Sci Fi Channel founder bashes name change

Tags: Sci Fi + SyFy

Valmort
Valmort posted on Mar 24th 2009 2:07AM; via thrfeed.com/2009/03/sci-fi-cha...
Sci Fi Channel founder bashes name change

A co-founder of the Sci Fi Channel is taking offense at NBC Universal's plan to change the network's name.

"SyFy, say it's not so!" writes channel originator Mitch Rubenstein. "What would Isaac [Asimov] have said if the name was instead SyFy Channel? He would have said (we believe): 'That's just plain dumb.'"

Rubenstein, along with his partner Laurie Silvers, were Boca Raton entrepreneurs who conceived of a sci-fi themed cable network, then sold the concept to USA Network in 1991.

Rubenstein and Silvers now own Hollywood.com, where he posted the protest yesterday. The rest of Rubenstein's open letter gives you a pretty clear sense of sci-fi community sensitivity, and if anything should comfort the cable network's executives that this too shall pass. Back in the early '90s, apparently even calling a network the Sci Fi Channel was met with outrage.

You see, there's SF and then there's sci fi -- the former SF is hard science fiction, characterized by factual attention to detail (Arthur C. Clarke, etc.), whereas purists considered the latter sci-fi to be silly stories about wookies. It seems when Rubenstein first announced the channel, hardcore genre fans insisted the channel be called the "SF Channel," but some argued that drawing a broader audience was more important (sound familiar?).

From his letter:

Laurie and I presented the concept of a 24-hour cable TV network dedicated to science fiction to a packed room of SF writers at the Science Fiction Writers of America meeting.

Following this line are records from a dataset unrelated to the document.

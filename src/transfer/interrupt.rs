//! Interrupt-IN polling interface
//!
//! The host controller side (queue heads, periodic schedule, resubmission)
//! lives behind [`InterruptInPipe`]. A driver asks for a recurring poll once
//! and then receives every completed report through [`InterruptInHandler`].

use crate::error::Result;

/// Recurring interrupt-IN poll parameters
#[derive(Debug, Clone, Copy, PartialEq, Eq)]
#[cfg_attr(feature = "defmt", derive(defmt::Format))]
pub struct PollRequest {
    /// Transfer size in bytes (the endpoint's wMaxPacketSize)
    pub max_packet_size: u16,
    /// Polling interval in milliseconds
    pub interval_ms: u8,
}

impl PollRequest {
    /// Create poll request (interval clamped to at least 1 ms)
    pub fn new(max_packet_size: u16, interval_ms: u8) -> Self {
        Self {
            max_packet_size,
            interval_ms: interval_ms.max(1),
        }
    }
}

/// Interrupt-IN pipe owned by a device driver
///
/// Implementations deliver each completed transfer to the driver's
/// [`InterruptInHandler`] and resubmit at the requested interval. Delivery
/// is serialized per pipe: at most one handler invocation is active and the
/// handler is never entered reentrantly.
pub trait InterruptInPipe {
    /// Start recurring interrupt-IN transfers
    fn submit_interrupt_in_transfer(&mut self, request: PollRequest) -> Result<()>;

    /// Stop delivery; no handler invocation may start after this returns
    fn cancel(&mut self);
}

impl<P: InterruptInPipe + ?Sized> InterruptInPipe for &mut P {
    fn submit_interrupt_in_transfer(&mut self, request: PollRequest) -> Result<()> {
        (**self).submit_interrupt_in_transfer(request)
    }

    fn cancel(&mut self) {
        (**self).cancel()
    }
}

/// Receiver of completed interrupt-IN transfers
pub trait InterruptInHandler {
    /// Handle one report; `data` is only valid for the duration of the call
    fn on_interrupt_in(&mut self, data: &[u8]);
}

#[cfg(test)]
mod tests {
    use super::*;

    #[test]
    fn test_poll_request_interval_clamped() {
        let request = PollRequest::new(8, 0);
        assert_eq!(request.interval_ms, 1);
        assert_eq!(request.max_packet_size, 8);
    }
}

The writers were not happy — and that's an understatement. They said they wouldn't watch it. They would oppose it unless we called it the SF Channel because calling it "Sci Fi Channel" was a put-down to the SF genre, as "sci-fi" is slang for SF and science fiction — and a huge mistake. And I said if we called it the SF Channel, people would think it's about the city of San Francisco.

I was booed.

Then Isaac started to speak and said that the name had to be Sci Fi Channel and not the SF Channel in order to draw a wide, diverse audience and be successful. To be in a financial position to acquire and produce the best programming. That's really what counts, right? The writers came around and agreed. Heck, it was Isaac Asimov saying "Sci Fi Channel" was OK, and that was that.